• _AIM OF THE TASK_
Below are the records; give again exactly the line with "relay.hub().leave(channel.id).await;", the line with "with no observers", and each line that lies between them, and nothing besides.

• _EXCERPTED DATA_
▽

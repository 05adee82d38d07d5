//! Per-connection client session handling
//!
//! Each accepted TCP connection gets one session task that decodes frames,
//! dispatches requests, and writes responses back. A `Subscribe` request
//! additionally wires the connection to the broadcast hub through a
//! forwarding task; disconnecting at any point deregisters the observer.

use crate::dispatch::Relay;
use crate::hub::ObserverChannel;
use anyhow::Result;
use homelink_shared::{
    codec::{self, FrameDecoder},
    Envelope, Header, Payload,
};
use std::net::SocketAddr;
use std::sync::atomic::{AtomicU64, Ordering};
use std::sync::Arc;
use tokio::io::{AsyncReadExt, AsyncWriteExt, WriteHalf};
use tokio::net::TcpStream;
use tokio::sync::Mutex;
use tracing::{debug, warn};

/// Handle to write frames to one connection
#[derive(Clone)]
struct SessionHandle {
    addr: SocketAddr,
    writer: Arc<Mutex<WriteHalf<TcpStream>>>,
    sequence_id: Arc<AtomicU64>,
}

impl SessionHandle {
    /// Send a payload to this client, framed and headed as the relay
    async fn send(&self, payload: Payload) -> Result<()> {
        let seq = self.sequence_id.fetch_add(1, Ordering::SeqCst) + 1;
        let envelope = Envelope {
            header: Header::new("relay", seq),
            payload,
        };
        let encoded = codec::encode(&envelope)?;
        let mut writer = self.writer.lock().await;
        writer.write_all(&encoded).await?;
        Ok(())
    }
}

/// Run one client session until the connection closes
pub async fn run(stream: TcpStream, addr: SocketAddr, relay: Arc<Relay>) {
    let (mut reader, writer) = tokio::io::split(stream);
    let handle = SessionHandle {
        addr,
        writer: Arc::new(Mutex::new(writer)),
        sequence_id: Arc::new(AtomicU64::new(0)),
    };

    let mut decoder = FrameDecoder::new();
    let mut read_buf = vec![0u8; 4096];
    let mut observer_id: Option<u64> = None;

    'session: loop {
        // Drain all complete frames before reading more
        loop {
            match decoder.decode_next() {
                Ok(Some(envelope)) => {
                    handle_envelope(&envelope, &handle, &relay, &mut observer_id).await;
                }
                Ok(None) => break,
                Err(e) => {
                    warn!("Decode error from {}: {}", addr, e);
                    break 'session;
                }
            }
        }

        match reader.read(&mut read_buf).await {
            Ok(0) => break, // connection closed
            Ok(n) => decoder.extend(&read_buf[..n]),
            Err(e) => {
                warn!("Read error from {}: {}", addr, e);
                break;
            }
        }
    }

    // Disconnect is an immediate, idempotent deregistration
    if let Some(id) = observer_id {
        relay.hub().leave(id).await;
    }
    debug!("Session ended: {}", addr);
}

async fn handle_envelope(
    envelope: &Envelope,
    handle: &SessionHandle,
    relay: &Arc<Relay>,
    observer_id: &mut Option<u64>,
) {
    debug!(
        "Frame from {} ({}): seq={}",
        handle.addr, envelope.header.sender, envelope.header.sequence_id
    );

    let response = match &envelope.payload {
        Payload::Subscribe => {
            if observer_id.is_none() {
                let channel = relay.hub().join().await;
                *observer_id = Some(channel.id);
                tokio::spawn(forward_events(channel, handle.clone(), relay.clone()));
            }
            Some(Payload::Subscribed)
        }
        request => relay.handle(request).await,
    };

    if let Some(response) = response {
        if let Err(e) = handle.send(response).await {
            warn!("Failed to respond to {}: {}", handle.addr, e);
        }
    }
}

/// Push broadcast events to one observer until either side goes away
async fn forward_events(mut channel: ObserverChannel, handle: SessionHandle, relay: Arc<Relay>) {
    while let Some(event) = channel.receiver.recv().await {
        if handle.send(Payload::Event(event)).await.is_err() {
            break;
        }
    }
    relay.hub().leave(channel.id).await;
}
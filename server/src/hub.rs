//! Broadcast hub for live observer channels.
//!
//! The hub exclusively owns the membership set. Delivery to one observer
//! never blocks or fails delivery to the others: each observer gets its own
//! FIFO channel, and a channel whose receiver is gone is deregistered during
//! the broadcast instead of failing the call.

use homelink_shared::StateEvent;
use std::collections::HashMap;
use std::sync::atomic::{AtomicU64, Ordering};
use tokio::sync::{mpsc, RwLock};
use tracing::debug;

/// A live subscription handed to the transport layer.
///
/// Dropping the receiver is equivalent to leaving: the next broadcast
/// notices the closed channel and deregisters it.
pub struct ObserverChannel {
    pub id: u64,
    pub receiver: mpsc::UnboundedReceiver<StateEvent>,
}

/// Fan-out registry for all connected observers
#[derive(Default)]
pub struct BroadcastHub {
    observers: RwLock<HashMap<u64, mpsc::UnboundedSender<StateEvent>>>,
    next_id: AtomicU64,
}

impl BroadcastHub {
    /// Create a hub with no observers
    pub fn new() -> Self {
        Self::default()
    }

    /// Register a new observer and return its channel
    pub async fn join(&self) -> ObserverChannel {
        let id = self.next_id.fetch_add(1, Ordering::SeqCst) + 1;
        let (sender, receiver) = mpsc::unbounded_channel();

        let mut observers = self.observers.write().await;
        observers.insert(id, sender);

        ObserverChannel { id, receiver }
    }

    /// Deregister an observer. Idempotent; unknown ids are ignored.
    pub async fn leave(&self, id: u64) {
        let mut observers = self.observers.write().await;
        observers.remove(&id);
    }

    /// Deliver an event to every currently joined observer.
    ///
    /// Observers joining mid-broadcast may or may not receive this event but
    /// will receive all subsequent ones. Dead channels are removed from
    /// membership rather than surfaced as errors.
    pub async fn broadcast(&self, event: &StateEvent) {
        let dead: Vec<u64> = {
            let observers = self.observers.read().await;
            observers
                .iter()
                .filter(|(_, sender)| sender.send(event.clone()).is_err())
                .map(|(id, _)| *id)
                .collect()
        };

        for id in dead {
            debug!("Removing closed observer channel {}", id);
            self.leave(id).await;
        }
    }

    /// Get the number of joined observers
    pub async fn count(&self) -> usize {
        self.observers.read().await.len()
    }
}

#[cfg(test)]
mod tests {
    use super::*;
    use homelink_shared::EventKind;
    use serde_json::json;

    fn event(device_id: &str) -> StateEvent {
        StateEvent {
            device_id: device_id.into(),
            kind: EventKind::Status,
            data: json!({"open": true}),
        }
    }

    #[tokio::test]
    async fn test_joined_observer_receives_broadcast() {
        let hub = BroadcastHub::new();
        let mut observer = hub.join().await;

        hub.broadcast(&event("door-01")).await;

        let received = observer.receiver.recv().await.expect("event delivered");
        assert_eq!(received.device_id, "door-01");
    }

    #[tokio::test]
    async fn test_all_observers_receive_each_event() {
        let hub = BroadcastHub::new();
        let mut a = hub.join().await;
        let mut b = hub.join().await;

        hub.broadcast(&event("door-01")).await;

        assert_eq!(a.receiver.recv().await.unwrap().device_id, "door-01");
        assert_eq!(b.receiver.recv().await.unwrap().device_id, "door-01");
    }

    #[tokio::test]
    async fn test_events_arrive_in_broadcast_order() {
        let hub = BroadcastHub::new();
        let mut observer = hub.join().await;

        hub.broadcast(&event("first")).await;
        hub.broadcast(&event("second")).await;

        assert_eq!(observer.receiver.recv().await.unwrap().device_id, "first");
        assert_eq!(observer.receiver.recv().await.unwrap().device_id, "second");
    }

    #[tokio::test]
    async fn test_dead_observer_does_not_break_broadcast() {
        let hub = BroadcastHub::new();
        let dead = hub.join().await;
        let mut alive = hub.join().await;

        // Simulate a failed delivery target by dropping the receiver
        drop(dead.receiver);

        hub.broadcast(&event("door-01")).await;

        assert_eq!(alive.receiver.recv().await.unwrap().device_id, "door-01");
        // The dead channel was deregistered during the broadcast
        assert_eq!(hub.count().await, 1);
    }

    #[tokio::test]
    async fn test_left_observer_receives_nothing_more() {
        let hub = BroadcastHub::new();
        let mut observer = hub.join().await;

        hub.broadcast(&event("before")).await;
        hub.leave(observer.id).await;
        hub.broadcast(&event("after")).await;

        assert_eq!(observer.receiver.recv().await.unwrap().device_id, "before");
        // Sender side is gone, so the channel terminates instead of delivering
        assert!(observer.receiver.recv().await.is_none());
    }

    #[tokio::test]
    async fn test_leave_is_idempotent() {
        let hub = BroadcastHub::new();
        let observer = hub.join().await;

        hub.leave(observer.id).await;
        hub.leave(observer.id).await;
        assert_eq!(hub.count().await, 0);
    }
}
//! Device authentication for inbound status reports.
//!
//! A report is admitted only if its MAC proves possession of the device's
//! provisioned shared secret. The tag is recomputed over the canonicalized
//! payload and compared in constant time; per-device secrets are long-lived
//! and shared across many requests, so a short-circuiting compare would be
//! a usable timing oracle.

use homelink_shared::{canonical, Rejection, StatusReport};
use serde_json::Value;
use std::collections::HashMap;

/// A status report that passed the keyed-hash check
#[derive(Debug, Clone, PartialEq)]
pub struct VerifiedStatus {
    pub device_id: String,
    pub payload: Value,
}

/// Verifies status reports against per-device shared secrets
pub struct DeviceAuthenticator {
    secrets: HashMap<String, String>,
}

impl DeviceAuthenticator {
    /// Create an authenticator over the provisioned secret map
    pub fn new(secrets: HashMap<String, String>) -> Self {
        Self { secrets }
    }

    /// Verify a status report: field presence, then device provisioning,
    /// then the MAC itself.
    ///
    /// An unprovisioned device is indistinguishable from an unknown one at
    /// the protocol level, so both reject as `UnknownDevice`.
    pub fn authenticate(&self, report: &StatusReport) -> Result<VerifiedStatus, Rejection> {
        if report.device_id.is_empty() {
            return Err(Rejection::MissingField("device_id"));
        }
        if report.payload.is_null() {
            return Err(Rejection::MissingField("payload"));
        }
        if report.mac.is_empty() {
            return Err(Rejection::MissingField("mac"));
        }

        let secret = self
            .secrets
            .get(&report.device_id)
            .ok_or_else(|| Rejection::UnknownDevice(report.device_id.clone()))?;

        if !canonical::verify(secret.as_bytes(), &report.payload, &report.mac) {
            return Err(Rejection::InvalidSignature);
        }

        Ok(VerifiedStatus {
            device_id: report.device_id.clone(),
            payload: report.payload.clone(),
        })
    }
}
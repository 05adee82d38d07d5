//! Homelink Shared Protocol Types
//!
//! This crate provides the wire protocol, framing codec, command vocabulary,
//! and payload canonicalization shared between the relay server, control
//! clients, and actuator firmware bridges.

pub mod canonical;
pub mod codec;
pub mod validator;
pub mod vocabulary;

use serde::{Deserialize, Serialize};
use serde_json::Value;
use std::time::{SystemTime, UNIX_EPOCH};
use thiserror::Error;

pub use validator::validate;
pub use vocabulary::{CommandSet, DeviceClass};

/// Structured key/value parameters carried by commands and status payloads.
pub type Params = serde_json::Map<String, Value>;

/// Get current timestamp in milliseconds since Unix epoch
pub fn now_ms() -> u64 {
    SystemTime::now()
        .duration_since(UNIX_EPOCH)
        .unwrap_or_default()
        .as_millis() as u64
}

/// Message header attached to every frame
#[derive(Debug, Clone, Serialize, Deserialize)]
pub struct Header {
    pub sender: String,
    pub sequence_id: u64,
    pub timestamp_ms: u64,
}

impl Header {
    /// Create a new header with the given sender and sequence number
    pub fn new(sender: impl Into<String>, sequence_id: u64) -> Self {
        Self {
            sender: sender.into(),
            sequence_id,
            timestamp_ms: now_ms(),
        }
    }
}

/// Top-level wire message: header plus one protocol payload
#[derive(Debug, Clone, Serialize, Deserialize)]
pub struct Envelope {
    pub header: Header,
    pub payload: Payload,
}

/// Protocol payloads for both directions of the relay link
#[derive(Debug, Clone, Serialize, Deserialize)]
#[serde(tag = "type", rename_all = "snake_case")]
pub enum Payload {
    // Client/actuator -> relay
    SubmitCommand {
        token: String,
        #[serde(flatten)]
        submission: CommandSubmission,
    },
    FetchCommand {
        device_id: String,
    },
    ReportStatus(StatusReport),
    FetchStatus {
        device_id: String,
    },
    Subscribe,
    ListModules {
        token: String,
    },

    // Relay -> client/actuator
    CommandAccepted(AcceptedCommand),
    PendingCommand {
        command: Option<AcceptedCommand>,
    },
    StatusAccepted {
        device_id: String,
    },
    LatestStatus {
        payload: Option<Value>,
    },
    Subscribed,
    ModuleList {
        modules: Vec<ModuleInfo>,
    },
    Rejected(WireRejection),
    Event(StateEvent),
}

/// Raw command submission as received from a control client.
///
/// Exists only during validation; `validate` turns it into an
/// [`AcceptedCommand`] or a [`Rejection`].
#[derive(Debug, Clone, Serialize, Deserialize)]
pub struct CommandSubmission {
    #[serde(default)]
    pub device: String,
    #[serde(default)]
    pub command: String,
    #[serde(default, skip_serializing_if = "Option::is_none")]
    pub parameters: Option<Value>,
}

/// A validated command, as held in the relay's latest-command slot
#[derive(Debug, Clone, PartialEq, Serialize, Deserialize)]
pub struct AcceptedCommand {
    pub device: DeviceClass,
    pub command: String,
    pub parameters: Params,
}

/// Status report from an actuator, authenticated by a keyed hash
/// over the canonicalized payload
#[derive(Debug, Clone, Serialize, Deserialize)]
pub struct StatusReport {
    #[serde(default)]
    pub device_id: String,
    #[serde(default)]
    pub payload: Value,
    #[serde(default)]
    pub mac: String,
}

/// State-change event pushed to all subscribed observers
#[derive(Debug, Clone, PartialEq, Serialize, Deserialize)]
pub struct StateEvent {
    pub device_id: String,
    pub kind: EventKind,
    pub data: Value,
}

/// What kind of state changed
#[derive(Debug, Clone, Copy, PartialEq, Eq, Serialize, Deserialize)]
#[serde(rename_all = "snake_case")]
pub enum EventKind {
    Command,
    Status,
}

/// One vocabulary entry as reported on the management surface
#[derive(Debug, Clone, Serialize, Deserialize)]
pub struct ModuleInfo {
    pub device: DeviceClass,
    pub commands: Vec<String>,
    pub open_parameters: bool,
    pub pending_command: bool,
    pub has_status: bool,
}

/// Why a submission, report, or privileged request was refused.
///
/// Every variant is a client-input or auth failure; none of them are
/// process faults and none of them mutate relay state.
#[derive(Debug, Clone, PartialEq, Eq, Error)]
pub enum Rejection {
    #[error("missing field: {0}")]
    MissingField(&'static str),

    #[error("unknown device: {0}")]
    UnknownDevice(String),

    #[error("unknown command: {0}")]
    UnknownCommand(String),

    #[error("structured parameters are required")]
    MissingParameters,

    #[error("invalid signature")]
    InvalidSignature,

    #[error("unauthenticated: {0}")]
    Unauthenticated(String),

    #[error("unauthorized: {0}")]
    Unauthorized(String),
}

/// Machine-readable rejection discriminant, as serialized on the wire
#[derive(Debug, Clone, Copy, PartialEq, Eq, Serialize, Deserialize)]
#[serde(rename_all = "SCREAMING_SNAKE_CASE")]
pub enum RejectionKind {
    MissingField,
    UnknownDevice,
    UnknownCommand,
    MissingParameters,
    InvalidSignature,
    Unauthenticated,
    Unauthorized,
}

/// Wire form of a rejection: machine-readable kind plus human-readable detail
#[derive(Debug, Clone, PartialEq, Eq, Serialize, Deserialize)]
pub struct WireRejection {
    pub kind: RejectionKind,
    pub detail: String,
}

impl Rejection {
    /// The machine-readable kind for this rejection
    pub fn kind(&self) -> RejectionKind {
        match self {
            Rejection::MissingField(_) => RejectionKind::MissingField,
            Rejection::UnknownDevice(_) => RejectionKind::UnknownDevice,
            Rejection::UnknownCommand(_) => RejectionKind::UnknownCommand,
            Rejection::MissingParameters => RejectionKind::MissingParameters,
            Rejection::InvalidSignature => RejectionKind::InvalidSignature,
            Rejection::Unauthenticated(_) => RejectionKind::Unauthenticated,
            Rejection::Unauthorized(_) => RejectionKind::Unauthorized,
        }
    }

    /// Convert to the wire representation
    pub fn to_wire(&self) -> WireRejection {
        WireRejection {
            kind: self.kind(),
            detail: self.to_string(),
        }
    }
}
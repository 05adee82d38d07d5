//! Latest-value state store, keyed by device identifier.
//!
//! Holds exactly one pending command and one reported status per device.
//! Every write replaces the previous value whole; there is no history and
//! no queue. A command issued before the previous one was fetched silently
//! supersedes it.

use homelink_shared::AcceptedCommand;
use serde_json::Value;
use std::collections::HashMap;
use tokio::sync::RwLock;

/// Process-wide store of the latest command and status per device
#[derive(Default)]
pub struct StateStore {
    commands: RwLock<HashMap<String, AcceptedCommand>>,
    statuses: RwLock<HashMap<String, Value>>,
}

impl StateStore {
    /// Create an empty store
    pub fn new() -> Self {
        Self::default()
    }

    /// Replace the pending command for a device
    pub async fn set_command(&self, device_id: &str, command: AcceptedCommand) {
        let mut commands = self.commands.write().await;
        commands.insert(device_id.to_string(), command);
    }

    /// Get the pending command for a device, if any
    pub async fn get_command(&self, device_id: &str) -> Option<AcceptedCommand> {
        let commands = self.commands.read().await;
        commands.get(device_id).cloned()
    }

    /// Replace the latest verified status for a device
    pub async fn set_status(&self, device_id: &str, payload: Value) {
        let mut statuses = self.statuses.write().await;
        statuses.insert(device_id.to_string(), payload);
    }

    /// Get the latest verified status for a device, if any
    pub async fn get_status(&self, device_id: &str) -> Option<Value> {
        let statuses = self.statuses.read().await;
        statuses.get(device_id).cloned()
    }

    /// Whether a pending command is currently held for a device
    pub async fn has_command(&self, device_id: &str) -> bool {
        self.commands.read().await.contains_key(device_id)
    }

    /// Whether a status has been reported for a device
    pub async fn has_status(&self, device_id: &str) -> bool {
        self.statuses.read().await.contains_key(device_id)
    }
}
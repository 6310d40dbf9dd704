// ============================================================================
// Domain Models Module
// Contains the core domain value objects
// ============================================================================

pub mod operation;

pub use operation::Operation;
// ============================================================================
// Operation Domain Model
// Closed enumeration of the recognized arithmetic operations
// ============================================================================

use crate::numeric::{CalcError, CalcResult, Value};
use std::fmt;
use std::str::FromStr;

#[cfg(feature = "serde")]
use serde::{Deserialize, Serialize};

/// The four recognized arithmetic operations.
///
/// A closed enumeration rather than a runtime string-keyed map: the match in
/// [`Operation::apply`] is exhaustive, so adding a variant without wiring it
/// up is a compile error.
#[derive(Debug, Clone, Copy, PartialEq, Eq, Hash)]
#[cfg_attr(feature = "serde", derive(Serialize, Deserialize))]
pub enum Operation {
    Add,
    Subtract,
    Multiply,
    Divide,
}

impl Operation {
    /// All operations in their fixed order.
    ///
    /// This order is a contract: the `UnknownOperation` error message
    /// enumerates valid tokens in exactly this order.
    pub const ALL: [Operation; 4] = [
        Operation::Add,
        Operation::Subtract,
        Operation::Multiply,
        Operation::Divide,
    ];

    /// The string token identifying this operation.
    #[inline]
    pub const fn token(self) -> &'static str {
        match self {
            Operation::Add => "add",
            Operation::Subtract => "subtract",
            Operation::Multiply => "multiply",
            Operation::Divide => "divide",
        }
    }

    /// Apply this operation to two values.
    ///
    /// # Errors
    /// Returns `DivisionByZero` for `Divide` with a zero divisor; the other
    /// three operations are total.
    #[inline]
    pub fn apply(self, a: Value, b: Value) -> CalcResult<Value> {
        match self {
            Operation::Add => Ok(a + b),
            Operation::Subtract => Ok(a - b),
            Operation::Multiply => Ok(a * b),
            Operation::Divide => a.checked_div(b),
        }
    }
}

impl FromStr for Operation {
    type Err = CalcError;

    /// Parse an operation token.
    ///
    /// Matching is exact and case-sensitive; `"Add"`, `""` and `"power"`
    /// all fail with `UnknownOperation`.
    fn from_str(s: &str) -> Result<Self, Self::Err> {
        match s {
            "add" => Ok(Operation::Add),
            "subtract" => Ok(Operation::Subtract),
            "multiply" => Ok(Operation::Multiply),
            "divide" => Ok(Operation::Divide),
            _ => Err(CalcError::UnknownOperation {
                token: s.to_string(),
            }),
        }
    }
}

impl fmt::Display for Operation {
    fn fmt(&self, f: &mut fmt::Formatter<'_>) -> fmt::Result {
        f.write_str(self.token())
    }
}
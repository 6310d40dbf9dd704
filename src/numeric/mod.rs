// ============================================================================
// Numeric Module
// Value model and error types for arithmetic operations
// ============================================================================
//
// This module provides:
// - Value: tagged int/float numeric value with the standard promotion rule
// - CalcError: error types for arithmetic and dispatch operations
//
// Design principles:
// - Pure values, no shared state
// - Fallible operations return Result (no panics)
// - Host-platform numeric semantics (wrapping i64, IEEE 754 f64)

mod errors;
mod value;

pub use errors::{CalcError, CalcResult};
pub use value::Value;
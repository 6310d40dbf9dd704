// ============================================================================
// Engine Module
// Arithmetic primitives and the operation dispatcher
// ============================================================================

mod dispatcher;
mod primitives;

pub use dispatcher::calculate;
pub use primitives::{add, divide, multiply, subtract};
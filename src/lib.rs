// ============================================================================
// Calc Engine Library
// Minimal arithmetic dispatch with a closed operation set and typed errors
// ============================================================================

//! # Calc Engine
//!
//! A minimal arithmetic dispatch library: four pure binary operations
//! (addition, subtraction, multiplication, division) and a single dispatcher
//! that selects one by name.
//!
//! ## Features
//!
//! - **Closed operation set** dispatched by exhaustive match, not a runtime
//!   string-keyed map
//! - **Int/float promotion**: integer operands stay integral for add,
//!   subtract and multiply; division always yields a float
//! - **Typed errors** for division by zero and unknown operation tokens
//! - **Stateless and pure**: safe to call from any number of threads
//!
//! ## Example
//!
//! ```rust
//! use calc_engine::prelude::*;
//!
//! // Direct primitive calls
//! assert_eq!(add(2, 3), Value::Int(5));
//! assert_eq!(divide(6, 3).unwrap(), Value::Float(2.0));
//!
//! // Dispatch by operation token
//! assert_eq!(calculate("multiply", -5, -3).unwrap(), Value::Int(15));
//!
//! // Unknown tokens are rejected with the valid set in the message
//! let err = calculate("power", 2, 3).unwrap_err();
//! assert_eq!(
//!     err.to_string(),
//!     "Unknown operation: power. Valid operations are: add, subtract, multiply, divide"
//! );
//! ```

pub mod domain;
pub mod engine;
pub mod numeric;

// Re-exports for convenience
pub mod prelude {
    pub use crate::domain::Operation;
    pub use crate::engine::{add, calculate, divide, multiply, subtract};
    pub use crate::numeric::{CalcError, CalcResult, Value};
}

△

• _ANSWER TO THIS EXERCISE_
    relay.hub().leave(channel.id).await;
}
filename server/src/hub.rs
//! Broadcast hub for live observer channels.
//!
//! The hub exclusively owns the membership set. Delivery to one observer
//! never blocks or fails delivery to the others: each observer gets its own
//! FIFO channel, and a channel whose receiver is gone is deregistered during
//! the broadcast instead of failing the call.

use homelink_shared::StateEvent;
use std::collections::HashMap;
use std::sync::atomic::{AtomicU64, Ordering};
use tokio::sync::{mpsc, RwLock};
use tracing::debug;

/// A live subscription handed to the transport layer.
///
/// Dropping the receiver is equivalent to leaving: the next broadcast
/// notices the closed channel and deregisters it.
pub struct ObserverChannel {
    pub id: u64,
    pub receiver: mpsc::UnboundedReceiver<StateEvent>,
}

/// Fan-out registry for all connected observers
#[derive(Default)]
pub struct BroadcastHub {
    observers: RwLock<HashMap<u64, mpsc::UnboundedSender<StateEvent>>>,
    next_id: AtomicU64,
}

impl BroadcastHub {
    /// Create a hub with no observers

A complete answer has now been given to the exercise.